Those of you who read my blog regularly know that I am a sucker for Style Arc pants – especially (probably only) those with an elasticised waist. I’ve already sewed the Style Arc Besharl jacket (the Besharl top is currently cut out awaiting construction) – here are the Besharl pants!
I had a length of Thai cotton in stash with embroidery running lengthwise near the selvage. I thought it would be fun to use the white embroidery as a feature near the pants hemline. This meant I had to cut the pants out on the cross grain. I made my usual alteration of shortening the pattern pieces about an inch and a half before cutting out.
These pants have a fun tucked at the bottom of the outer side seam. It’s easy to do and brings in the volume. The waistband is fully elasticised, with wide elastic encased inside a wide waistband and stitched down in lots of parallel rows. This means that you really need to get the length of elastic right for your waist. I probably could have cut the elastic a little shorter – these are fractionally on the loose side when I wear them.
Size wise, I sewed the 12 pant. I often sew size 10 in Style Arc pants – especially those in a stretch fabric – but with my weight gain thought that I’d be better off trying the 12 in a woven. My hips are close to Style Arc’s size 12 measurements (my waist is WAY bigger – hence the choice of elastic waisted pants) and overall I think these fit quite well.
From the Style Arc website: In a relaxed yet tailored fit, these pants have an elastic waist band and inseam pockets. The cleverly designed tuck at the hem gives these pants the on trend look of the season. Go casual with our Besharl Tee and flat sandals or add our Besharl Jacket for a more sophisticated look. FABRIC SUGGESTION Linen, rayon, crepe or even a knit fabric.
You’ve already noticed that I also made a top from the same fabric. It’s the Tessuti Leni top, with a couple of modifications. The main one is an increase in the length. I also left off the hem facing and just stitched a narrow hem.
Once again I was playing with limited fabric quantities, so figuring out the most effective layout was a challenge. I thought hard about how to best align and centre the embroidery along the bottom of the front – then after I had cut the front pieces out I realised that I had oh so carefully cut it out in a way that did not centre the motifs at all! It’s going to annoy me forever, but there wasn’t enough fabric left to recut. It was much easier to align the embroidery along the back yoke.
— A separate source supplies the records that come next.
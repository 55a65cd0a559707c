use brain_core::{
    CellState, EntityFactory, EntityGraph, EntityId, Memory, ResourceGrid, TickContext, WorldMut,
};

use crate::bt::{BehaviorNode, NodeId, NodeStatus};
use crate::stack::ResumptionStack;
use crate::tree::TreeError;

/// Spawn an entity of `archetype` next to the actor, on the actor's faction.
pub struct CreateEntity {
    name: String,
    archetype: String,
    position_key: Option<String>,
    children_key: Option<String>,
    child_key: String,
}

impl CreateEntity {
    pub fn new(archetype: impl Into<String>) -> Self {
        Self {
            name: "CreateEntity".to_owned(),
            archetype: archetype.into(),
            position_key: Some("position".to_owned()),
            children_key: Some("children".to_owned()),
            child_key: "child".to_owned(),
        }
    }

    /// Memory key holding the spawn position. `None` always spawns at the actor's position.
    pub fn with_position_key(mut self, key: Option<&str>) -> Self {
        self.position_key = key.map(str::to_owned);
        self
    }

    /// Group under which the new entity is registered as a child. `None` skips registration.
    pub fn with_children_key(mut self, key: Option<&str>) -> Self {
        self.children_key = key.map(str::to_owned);
        self
    }

    /// Memory key receiving a reference to the new entity.
    pub fn with_child_key(mut self, key: impl Into<String>) -> Self {
        self.child_key = key.into();
        self
    }

    pub fn named(mut self, name: impl Into<String>) -> Self {
        self.name = name.into();
        self
    }
}

impl<W> BehaviorNode<W> for CreateEntity
where
    W: WorldMut + EntityFactory + EntityGraph + 'static,
{
    fn act(
        &self,
        _ctx: &TickContext,
        entity: EntityId,
        world: &mut W,
        memory: &mut Memory,
        _stack: &mut ResumptionStack,
    ) -> NodeStatus {
        let pos = self
            .position_key
            .as_deref()
            .and_then(|key| memory.position(key))
            .or_else(|| world.position(entity));
        let Some(pos) = pos else {
            tracing::warn!(node = %self.name, %entity, "no spawn position available");
            return NodeStatus::Failure;
        };
        let faction = world.faction(entity).unwrap_or_default();

        let Some(child) = world.create_entity(&self.archetype, pos, faction) else {
            tracing::debug!(node = %self.name, %entity, archetype = %self.archetype, %pos, "entity creation refused");
            return NodeStatus::Failure;
        };

        if let Some(key) = self.children_key.as_deref() {
            world.add_child(entity, key, child);
            memory.push_entity(key, child);
        }
        memory.set(self.child_key.as_str(), child);
        NodeStatus::Success
    }

    fn name(&self) -> &str {
        &self.name
    }
}

/// Transition the resource cell under the actor from `from` to `to`.
pub struct ModifyResourceMap {
    name: String,
    from: CellState,
    to: CellState,
}

impl ModifyResourceMap {
    pub fn new(from: CellState, to: CellState) -> Self {
        Self {
            name: "ModifyResourceMap".to_owned(),
            from,
            to,
        }
    }

    pub fn named(mut self, name: impl Into<String>) -> Self {
        self.name = name.into();
        self
    }
}

impl<W> BehaviorNode<W> for ModifyResourceMap
where
    W: WorldMut + ResourceGrid + 'static,
{
    fn act(
        &self,
        _ctx: &TickContext,
        entity: EntityId,
        world: &mut W,
        _memory: &mut Memory,
        _stack: &mut ResumptionStack,
    ) -> NodeStatus {
        let Some(pos) = world.position(entity) else {
            return NodeStatus::Failure;
        };
        if world.read_cell(pos) != Some(self.from) {
            return NodeStatus::Failure;
        }
        if !world.write_cell(pos, self.to) {
            return NodeStatus::Failure;
        }
        tracing::trace!(node = %self.name, %entity, %pos, from = self.from, to = self.to, "cell modified");
        NodeStatus::Success
    }

    fn name(&self) -> &str {
        &self.name
    }
}

/// Wait `ticks` visits, then succeed once and start over.
///
/// The countdown lives in the entity's memory under a key derived from this node's
/// [`NodeId`].
pub struct Delay {
    name: String,
    ticks: i64,
    timer_key: String,
}

impl Delay {
    pub fn new(ticks: i64) -> Self {
        let id = NodeId::next();
        Self {
            name: "Delay".to_owned(),
            ticks,
            timer_key: format!("delay.timer.{}", id.get()),
        }
    }

    pub fn named(mut self, name: impl Into<String>) -> Self {
        self.name = name.into();
        self
    }

    pub fn ticks(&self) -> i64 {
        self.ticks
    }

    pub fn timer_key(&self) -> &str {
        &self.timer_key
    }
}

impl<W> BehaviorNode<W> for Delay
where
    W: WorldMut + 'static,
{
    fn act(
        &self,
        _ctx: &TickContext,
        _entity: EntityId,
        _world: &mut W,
        memory: &mut Memory,
        _stack: &mut ResumptionStack,
    ) -> NodeStatus {
        memory.set_default(self.timer_key.as_str(), self.ticks);
        let timer = memory.int(&self.timer_key).unwrap_or(self.ticks) - 1;

        if timer <= 0 {
            memory.set(self.timer_key.as_str(), self.ticks);
            NodeStatus::Success
        } else {
            memory.set(self.timer_key.as_str(), timer);
            NodeStatus::Running
        }
    }

    fn init(&mut self) -> Result<(), TreeError> {
        if self.ticks < 1 {
            return Err(TreeError::InvalidDelay {
                node: self.name.clone(),
                ticks: self.ticks,
            });
        }
        Ok(())
    }

    fn name(&self) -> &str {
        &self.name
    }

    fn describe_traversal(&self, _stack: &mut ResumptionStack) -> String {
        format!("{} (Delay {})", self.name, self.ticks)
    }
}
I’d sewn this top once before. It didn’t make it to the blog – I took a couple of quick photos, and rapidly realised that despite the fabric being rather lovely I would never wear a top quite that cropped, with a hemline that stood away from the body quite that much. It has however been re-homed.
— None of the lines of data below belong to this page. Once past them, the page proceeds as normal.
/// Per-tick context handed to every node evaluation.
#[derive(Debug, Clone, Copy, PartialEq)]
pub struct TickContext {
    pub tick: u64,
    pub dt_seconds: f32,
}

impl TickContext {
    pub fn new(tick: u64, dt_seconds: f32) -> Self {
        Self { tick, dt_seconds }
    }

    /// Context for the tick following this one.
    pub fn next(self) -> Self {
        Self {
            tick: self.tick.wrapping_add(1),
            ..self
        }
    }
}
use core::fmt;

#[cfg(feature = "serde")]
use serde::{Deserialize, Serialize};

/// Stable identifier for a simulated entity.
///
/// Ordering is stable so hosts can tick entities in a deterministic order.
#[derive(Debug, Clone, Copy, PartialEq, Eq, PartialOrd, Ord, Hash)]
#[cfg_attr(feature = "serde", derive(Serialize, Deserialize))]
pub struct EntityId(pub u64);

impl EntityId {
    pub fn stable_id(self) -> u64 {
        self.0
    }
}

impl fmt::Display for EntityId {
    fn fmt(&self, f: &mut fmt::Formatter<'_>) -> fmt::Result {
        write!(f, "entity#{}", self.0)
    }
}

impl From<u64> for EntityId {
    fn from(value: u64) -> Self {
        Self(value)
    }
}

#[derive(Debug, Clone, Copy, PartialEq, Eq, PartialOrd, Ord, Hash, Default)]
#[cfg_attr(feature = "serde", derive(Serialize, Deserialize))]
pub struct Faction(pub u32);

/// Integer tile coordinate.
#[derive(Debug, Clone, Copy, PartialEq, Eq, PartialOrd, Ord, Hash, Default)]
#[cfg_attr(feature = "serde", derive(Serialize, Deserialize))]
pub struct GridPos {
    pub x: i32,
    pub y: i32,
}

impl GridPos {
    pub const fn new(x: i32, y: i32) -> Self {
        Self { x, y }
    }
}

impl fmt::Display for GridPos {
    fn fmt(&self, f: &mut fmt::Formatter<'_>) -> fmt::Result {
        write!(f, "({}, {})", self.x, self.y)
    }
}

/// Raw state of a single resource-grid cell.
pub type CellState = i32;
The green version was sewn in size Medium, which is a size smaller than Tessuti suggest for my bust measurement. I reprinted and cut size Small for the navy version, added around three inches to the length by inserting a section mid-way through the pattern pieces, and eliminated the hem facings. I also cut wider strips of bias from the fabric scraps to bind the armholes with, rather than using them like a narrow facing turned to the inside.
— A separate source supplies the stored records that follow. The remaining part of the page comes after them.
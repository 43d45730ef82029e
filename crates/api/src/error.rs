//! API error types with HTTP response mapping.

use axum::http::StatusCode;
use axum::response::{IntoResponse, Response};
use domain::CommerceError;

/// API-level error type that maps to HTTP responses.
///
/// Every failure body has the shape `{error, message, data: null}` where
/// `error` is the machine-readable kind and `message` the human-readable
/// text, matching the success envelope in [`crate::routes`].
#[derive(Debug)]
pub enum ApiError {
    /// Malformed request (bad path/header/body before reaching the domain).
    BadRequest(String),
    /// Domain operation failure.
    Commerce(CommerceError),
}

impl IntoResponse for ApiError {
    fn into_response(self) -> Response {
        let (status, kind, message) = match self {
            ApiError::BadRequest(msg) => (StatusCode::BAD_REQUEST, "bad_request", msg),
            ApiError::Commerce(err) => commerce_error_to_response(err),
        };

        let body = serde_json::json!({
            "error": kind,
            "message": message,
            "data": null,
        });
        (status, axum::Json(body)).into_response()
    }
}

fn commerce_error_to_response(err: CommerceError) -> (StatusCode, &'static str, String) {
    match err {
        CommerceError::NotFound(msg) => (StatusCode::NOT_FOUND, "not_found", msg),
        CommerceError::BadRequest(msg) => (StatusCode::BAD_REQUEST, "bad_request", msg),
        err @ CommerceError::Unauthorized => {
            (StatusCode::UNAUTHORIZED, "unauthorized", err.to_string())
        }
        err @ CommerceError::Forbidden => (StatusCode::FORBIDDEN, "forbidden", err.to_string()),
        CommerceError::Store(store_err) => {
            tracing::error!(error = %store_err, "internal server error");
            (
                StatusCode::INTERNAL_SERVER_ERROR,
                "internal",
                "internal server error".to_string(),
            )
        }
    }
}

impl From<CommerceError> for ApiError {
    fn from(err: CommerceError) -> Self {
        ApiError::Commerce(err)
    }
}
From the Tessuti website: This boxy, cropped style features a narrow v-neck, extended sleeve and a lovely wide hem with facing. The Leni Top pairs perfectly with high-waisted pants, shorts and skirts. Suitable for woven fabrics e.g. good quality, medium weight linen, crisp cotton, silk dupion, jacquards, pique cotton etc. Not suitable for very stretchy or fine fabrics.
I’m pleased with this top and pants combination. The top was a good pattern for a situation where I needed to play a bit of pattern tetris – there are a few pieces and I was able to move things around to maximise the fabric that was available to me. I always like a V neckline, and the neckline facing makes the top sit well. All in all this is a casual win.